Regarding wait times for PSMA scans, more than half of respondents (58%) said they were able to obtain a scan for patients within 2 to 3 weeks (Figure 3). Hafron said this time frame aligns with his experience. “I think the frustrating part about this is it does require additional staff,” he said. “It’s the responsibility of the urologist, not the facility that you’re ordering that test from, to get that prior [authorization]. I know in our large LUGPA group, we’ve had to hire more staff to get these tests approved and to get prior [authorization]. So it is frustrating, it does delay things, but, ultimately, we are getting these tests approved.”
The survey included a question about prior authorization, with 36% of respondents saying it was “neither easy nor difficult” obtaining approval for scans, and 34% saying it was easy or very easy to obtain authorization (Figure 4).
Provider satisfaction with PSMA scan quality was high, with 91% of respondents saying they were satisfied or very satisfied with the quality of scan they were able to obtain (Figure 5).
“That’s good news,” Cookson said of the high satisfaction rate. “You hate to order something where you’re really dissatisfied, or it’s very ambiguous. So that gives some good data to support that maybe they’re getting what they’re actually looking for there.”
Nearly half (46%) of respondents gave “evaluation of biochemical recurrence” as the most common reason for ordering a PSMA scan; other indications included “staging for newly diagnosed high-risk disease” (32%) and “staging for newly diagnosed unfavorable intermediate-risk disease” (14%) (Figure 6).
More than 90% of clinicians said they do not order PSMA-PET scans for routine surveillance in patients on androgen deprivation therapy with stable PSAs (Figure 7). Cookson said it was “surprising” to him that only 8% of urologists ordered scans in that scenario.
“I don’t know if that’s reality or if that was the way the question was worded, because maybe they weren’t thinking about a patient with metastatic disease. So it’s not fully vetted out how we’ll use these PSMA scans to monitor for progression. We tend to think if the PSA goes up, then something’s happening and that’s when we get the test. But there are reports of patients who progress even with relatively stable PSAs, and so how we interpose periodic surveillance imaging—whether that’s annually or at some defined interval—into the monitoring for men with metastatic disease on treatment remains to be defined. But it looks fairly underutilized based on the responses from this survey,” Cookson said.
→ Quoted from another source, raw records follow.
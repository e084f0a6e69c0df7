//! Document Commands
//!
//! 문서 로드/수정/되돌리기/내보내기 관련 Tauri 명령어

use serde::Deserialize;
use tauri::State;

use crate::commands::AppSession;
use crate::error::{CommandError, CommandResult};
use crate::models::ExportFile;
use crate::session::{EditOutcome, SessionSnapshot};

#[derive(Debug, Deserialize)]
#[serde(rename_all = "camelCase")]
pub struct LoadDocumentArgs {
    pub text: String,
    pub label: Option<String>,
}

#[derive(Debug, Deserialize)]
#[serde(rename_all = "camelCase")]
pub struct ApplyInstructionArgs {
    pub instruction: String,
}

#[derive(Debug, Deserialize)]
#[serde(rename_all = "camelCase")]
pub struct RestoreEntryArgs {
    pub index: usize,
}

#[derive(Debug, Deserialize)]
#[serde(rename_all = "camelCase")]
pub struct UpdateDraftArgs {
    pub text: String,
}

#[derive(Debug, Deserialize)]
#[serde(rename_all = "camelCase")]
pub struct DocumentPathArgs {
    pub path: String,
}

/// 붙여넣기/업로드한 JSON 로드
#[tauri::command]
pub async fn load_document(
    args: LoadDocumentArgs,
    session: State<'_, AppSession>,
) -> CommandResult<EditOutcome> {
    let label = args
        .label
        .filter(|l| !l.trim().is_empty())
        .unwrap_or_else(|| "Import".to_string());
    session
        .0
        .load_document(&args.text, &label)
        .await
        .map_err(CommandError::from)
}

/// 자연어 지시문 적용 (문서가 없거나 지시문이 비었으면 null)
#[tauri::command]
pub async fn apply_instruction(
    args: ApplyInstructionArgs,
    session: State<'_, AppSession>,
) -> CommandResult<Option<EditOutcome>> {
    session
        .0
        .apply_instruction(&args.instruction)
        .await
        .map_err(CommandError::from)
}

/// 되돌리기
#[tauri::command]
pub async fn undo(session: State<'_, AppSession>) -> CommandResult<EditOutcome> {
    session.0.undo().await.map_err(CommandError::from)
}

/// 히스토리 엔트리 복원
#[tauri::command]
pub async fn restore_entry(
    args: RestoreEntryArgs,
    session: State<'_, AppSession>,
) -> CommandResult<EditOutcome> {
    session
        .0
        .restore_entry(args.index)
        .await
        .map_err(CommandError::from)
}

/// 에디터 입력 보관 (검증 없음)
#[tauri::command]
pub async fn update_draft(
    args: UpdateDraftArgs,
    session: State<'_, AppSession>,
) -> CommandResult<()> {
    session.0.update_draft(args.text).await;
    Ok(())
}

/// 에디터 입력을 문서로 반영
#[tauri::command]
pub async fn sync_draft(session: State<'_, AppSession>) -> CommandResult<EditOutcome> {
    session.0.sync_draft().await.map_err(CommandError::from)
}

/// 파생 데이터 재계산 (이전 실패 후 재시도용)
#[tauri::command]
pub async fn refresh_derived(session: State<'_, AppSession>) -> CommandResult<bool> {
    session.0.refresh_derived().await.map_err(CommandError::from)
}

/// 세션 전체 조회
#[tauri::command]
pub async fn get_session_snapshot(
    session: State<'_, AppSession>,
) -> CommandResult<SessionSnapshot> {
    Ok(session.0.snapshot().await)
}

/// 다운로드용 파일 내용/이름
#[tauri::command]
pub async fn export_document(session: State<'_, AppSession>) -> CommandResult<ExportFile> {
    session.0.export().await.map_err(CommandError::from)
}

/// 파일로 내보내기 (저장된 경로 반환)
#[tauri::command]
pub async fn export_document_file(
    args: DocumentPathArgs,
    session: State<'_, AppSession>,
) -> CommandResult<String> {
    let written = session
        .0
        .export_to_path(&args.path)
        .await
        .map_err(CommandError::from)?;
    Ok(written.to_string_lossy().to_string())
}

/// .json 파일 가져오기
#[tauri::command]
pub async fn import_document_file(
    args: DocumentPathArgs,
    session: State<'_, AppSession>,
) -> CommandResult<EditOutcome> {
    session
        .0
        .import_from_path(&args.path)
        .await
        .map_err(CommandError::from)
}
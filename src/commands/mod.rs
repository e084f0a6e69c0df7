//! Tauri Commands Module
//!
//! 프론트엔드(WebView)에서 호출 가능한 Tauri 명령어 정의

pub mod config_action;
pub mod document;

use crate::session::DocumentSession;

/// 세션 상태 (Tauri 앱 상태로 관리)
pub struct AppSession(pub DocumentSession);
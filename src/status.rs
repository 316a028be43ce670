use std::fmt;

use serde::{Deserialize, Serialize};
use utoipa::ToSchema;

#[derive(Debug, Clone, Copy, PartialEq, Eq, Serialize, Deserialize, ToSchema)]
#[serde(rename_all = "snake_case")]
pub enum Role {
    User,
    Doctor,
    Admin,
    PharmacyManager,
}

impl Role {
    pub fn as_str(&self) -> &'static str {
        match self {
            Role::User => "user",
            Role::Doctor => "doctor",
            Role::Admin => "admin",
            Role::PharmacyManager => "pharmacy_manager",
        }
    }

    pub fn parse(value: &str) -> Option<Self> {
        match value {
            "user" => Some(Role::User),
            "doctor" => Some(Role::Doctor),
            "admin" => Some(Role::Admin),
            "pharmacy_manager" => Some(Role::PharmacyManager),
            _ => None,
        }
    }
}

impl fmt::Display for Role {
    fn fmt(&self, f: &mut fmt::Formatter<'_>) -> fmt::Result {
        f.write_str(self.as_str())
    }
}

/// Order lifecycle. Discriminants are the ids seeded into `order_statuses`.
#[derive(Debug, Clone, Copy, PartialEq, Eq, Serialize, Deserialize, ToSchema)]
pub enum OrderStatus {
    Pending = 1,
    Processing = 2,
    Shipped = 3,
    Delivered = 4,
    Completed = 5,
    Canceled = 6,
}

impl OrderStatus {
    pub const ALL: [OrderStatus; 6] = [
        OrderStatus::Pending,
        OrderStatus::Processing,
        OrderStatus::Shipped,
        OrderStatus::Delivered,
        OrderStatus::Completed,
        OrderStatus::Canceled,
    ];

    pub fn id(self) -> i64 {
        self as i64
    }

    pub fn from_id(id: i64) -> Option<Self> {
        Self::ALL.into_iter().find(|s| s.id() == id)
    }

    pub fn name(self) -> &'static str {
        match self {
            OrderStatus::Pending => "Pending",
            OrderStatus::Processing => "Processing",
            OrderStatus::Shipped => "Shipped",
            OrderStatus::Delivered => "Delivered",
            OrderStatus::Completed => "Completed",
            OrderStatus::Canceled => "Canceled",
        }
    }

    /// Case-insensitive lookup, accepting both `Pending` and `pending`.
    pub fn from_name(name: &str) -> Option<Self> {
        Self::ALL
            .into_iter()
            .find(|s| s.name().eq_ignore_ascii_case(name.trim()))
    }

    /// The only state `role` may move an order out of to reach `target`,
    /// or `None` when the role may never perform that transition.
    pub fn transition_source(target: OrderStatus, role: Role) -> Option<OrderStatus> {
        use OrderStatus::*;
        match (target, role) {
            (Processing, Role::Admin) => Some(Pending),
            (Canceled, Role::User) | (Canceled, Role::Admin) => Some(Pending),
            (Canceled, Role::PharmacyManager) => Some(Processing),
            (Shipped, Role::PharmacyManager) => Some(Processing),
            (Completed, Role::User) => Some(Shipped),
            _ => None,
        }
    }
}

impl fmt::Display for OrderStatus {
    fn fmt(&self, f: &mut fmt::Formatter<'_>) -> fmt::Result {
        f.write_str(self.name())
    }
}

/// Stock-transfer lifecycle. Discriminants are the ids seeded into `mutation_statuses`.
#[derive(Debug, Clone, Copy, PartialEq, Eq, Serialize, Deserialize, ToSchema)]
pub enum MutationStatus {
    Pending = 1,
    Processed = 2,
    Canceled = 3,
}

#[derive(Debug, Clone, Copy, PartialEq, Eq)]
pub enum MutationAction {
    Transfer,
    Cancel,
    Noop,
}

impl MutationStatus {
    pub const ALL: [MutationStatus; 3] = [
        MutationStatus::Pending,
        MutationStatus::Processed,
        MutationStatus::Canceled,
    ];

    pub fn id(self) -> i64 {
        self as i64
    }

    pub fn from_id(id: i64) -> Option<Self> {
        Self::ALL.into_iter().find(|s| s.id() == id)
    }

    pub fn name(self) -> &'static str {
        match self {
            MutationStatus::Pending => "Pending",
            MutationStatus::Processed => "Processed",
            MutationStatus::Canceled => "Canceled",
        }
    }

    pub fn from_name(name: &str) -> Option<Self> {
        Self::ALL
            .into_iter()
            .find(|s| s.name().eq_ignore_ascii_case(name.trim()))
    }

    /// What moving from `self` to `target` requires; only pending requests move.
    pub fn action_to(self, target: MutationStatus) -> Option<MutationAction> {
        match (self, target) {
            (MutationStatus::Pending, MutationStatus::Processed) => Some(MutationAction::Transfer),
            (MutationStatus::Pending, MutationStatus::Canceled) => Some(MutationAction::Cancel),
            (MutationStatus::Pending, MutationStatus::Pending) => Some(MutationAction::Noop),
            _ => None,
        }
    }
}

impl fmt::Display for MutationStatus {
    fn fmt(&self, f: &mut fmt::Formatter<'_>) -> fmt::Result {
        f.write_str(self.name())
    }
}

#[cfg(test)]
mod tests {
    use super::*;

    #[test]
    fn order_status_ids_round_trip() {
        for status in OrderStatus::ALL {
            assert_eq!(OrderStatus::from_id(status.id()), Some(status));
        }
        assert_eq!(OrderStatus::from_id(42), None);
    }

    #[test]
    fn order_status_names_are_case_insensitive() {
        assert_eq!(OrderStatus::from_name("shipped"), Some(OrderStatus::Shipped));
        assert_eq!(OrderStatus::from_name("CANCELED"), Some(OrderStatus::Canceled));
        assert_eq!(OrderStatus::from_name("cancelled"), None);
    }

    #[test]
    fn allowed_transitions_follow_role_table() {
        use OrderStatus::*;
        assert_eq!(OrderStatus::transition_source(Processing, Role::Admin), Some(Pending));
        assert_eq!(OrderStatus::transition_source(Canceled, Role::User), Some(Pending));
        assert_eq!(OrderStatus::transition_source(Canceled, Role::Admin), Some(Pending));
        assert_eq!(
            OrderStatus::transition_source(Canceled, Role::PharmacyManager),
            Some(Processing)
        );
        assert_eq!(
            OrderStatus::transition_source(Shipped, Role::PharmacyManager),
            Some(Processing)
        );
        assert_eq!(OrderStatus::transition_source(Completed, Role::User), Some(Shipped));
    }

    #[test]
    fn forbidden_transitions_have_no_source() {
        use OrderStatus::*;
        assert_eq!(OrderStatus::transition_source(Processing, Role::User), None);
        assert_eq!(OrderStatus::transition_source(Shipped, Role::Admin), None);
        assert_eq!(OrderStatus::transition_source(Completed, Role::Admin), None);
        assert_eq!(OrderStatus::transition_source(Delivered, Role::PharmacyManager), None);
        assert_eq!(OrderStatus::transition_source(Pending, Role::Admin), None);
        assert_eq!(OrderStatus::transition_source(Canceled, Role::Doctor), None);
    }

    #[test]
    fn non_cancel_transitions_only_move_forward() {
        let roles = [Role::User, Role::Doctor, Role::Admin, Role::PharmacyManager];
        for target in OrderStatus::ALL {
            if target == OrderStatus::Canceled {
                continue;
            }
            for role in roles {
                if let Some(source) = OrderStatus::transition_source(target, role) {
                    assert!(source.id() < target.id(), "{source} -> {target}");
                }
            }
        }
    }

    #[test]
    fn mutation_actions_only_leave_pending() {
        use MutationStatus::*;
        assert_eq!(Pending.action_to(Processed), Some(MutationAction::Transfer));
        assert_eq!(Pending.action_to(Canceled), Some(MutationAction::Cancel));
        assert_eq!(Pending.action_to(Pending), Some(MutationAction::Noop));
        assert_eq!(Processed.action_to(Canceled), None);
        assert_eq!(Canceled.action_to(Processed), None);
    }

    #[test]
    fn roles_parse_from_claim_strings() {
        assert_eq!(Role::parse("pharmacy_manager"), Some(Role::PharmacyManager));
        assert_eq!(Role::parse("root"), None);
        assert_eq!(Role::Admin.to_string(), "admin");
    }
}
Hafron also commented on this finding, saying, “I think that as we improve education and as urologists further understand how to use this awesome technology, I think we’ll see that number improve, and, ultimately, urologists will see the value of this technology.”
This survey was developed by Urology Times Co–Editor in Chief Michael S. Cookson, MD, MMHC, FACS. It was created in Survey Monkey and fielded to the Urology Timesreadership via email and social media. The first question of the survey was designed to filter out responses from non–US-based practicing urologists. A total of 97 respondents completed the survey. Seventy-one percent of respondents had been in practice 21 years or longer. Fifty-four percent said they worked for an independent practice, and 74% said they were part of a practice of 3 or more physicians. Forty-four percent said they practiced in an urban, 40% in a suburban, and 16% in a rural/small town environment.